# Jacksonville trio sentenced in federal steroid distribution case



## Arnold (Jul 3, 2018)

*Jacksonville trio sentenced in federal steroid distribution case* - Bodybuilder and supplier conspired to distribute steroids, prosecutors say
By Garrett Pelican - Digital executive producer
Posted: 1:55 PM, July 02, 2018

JACKSONVILLE, Fla. - A Jacksonville bodybuilder and his dealer have been sentenced to prison time for their roles in an illegal steroid distribution ring, the U.S. Justice Department announced Monday.

Donald McCloud Long, 51, was sentenced to 18 months in federal prison for conspiracy to illegally distribute anabolic steroids. Supplier Gregory Allen Baker, 30, received three years in federal prison for conspiracy and money laundering charges.

 Donald and Sarah Long -- who was sentenced to 42 months probation, including a year of house arrest, for her role in the operation -- pleaded guilty in January, while Baker previously entered a guilty plea in February 2017, according to the U.S. Attorney's Office.

According to court records, the Longs provided personal training clients with anabolic steroids and human growth hormone from January 2013 through September 2016. As part of the program, they also gave clients directions on dosages to prepare for bodybuilding contests and other competitions.

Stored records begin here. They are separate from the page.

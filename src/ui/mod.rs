// SPDX-License-Identifier: MPL-2.0
//! UI components and screens for the staff console.

pub mod badge;
pub mod dashboard;
pub mod design_tokens;
pub mod inventory;
pub mod notifications;
pub mod settings;
pub mod sidebar;
pub mod styles;
pub mod theming;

Prosecutors said Baker imported steroids and HGH from China, manufactured them into consumable products branded under the "AxioLabs" label and supplied them to the Longs' clients, among others. Once the operation came under federal scrutiny, Baker rebranded the products as "Razors Edge."

In sentencing the trio, U.S. District Judge Brian Davis also ordered the Longs to forfeit $250,000 they made from the operation. Baker was ordered to surrender several vehicles -- including a 2015 Range Rover Sport and a 2008 Cadillac Escalade -- and more than $160,000 in proceeds.

This case, which led to the convictions of eight others, was part of "Operation Total Package," a joint effort by the DEA, IRS, Immigrations and Customs Enforcement, Customs and Border Patrol, the Jacksonville Sheriff's Office, Jacksonville Beach Police, and Green Cove Springs Police.

*Source:* https://www.news4jax.com/news/jacksonville-trio-sentenced-in-federal-steroid-distribution-case


----------



## BadGas (Jul 3, 2018)

from 2013


----------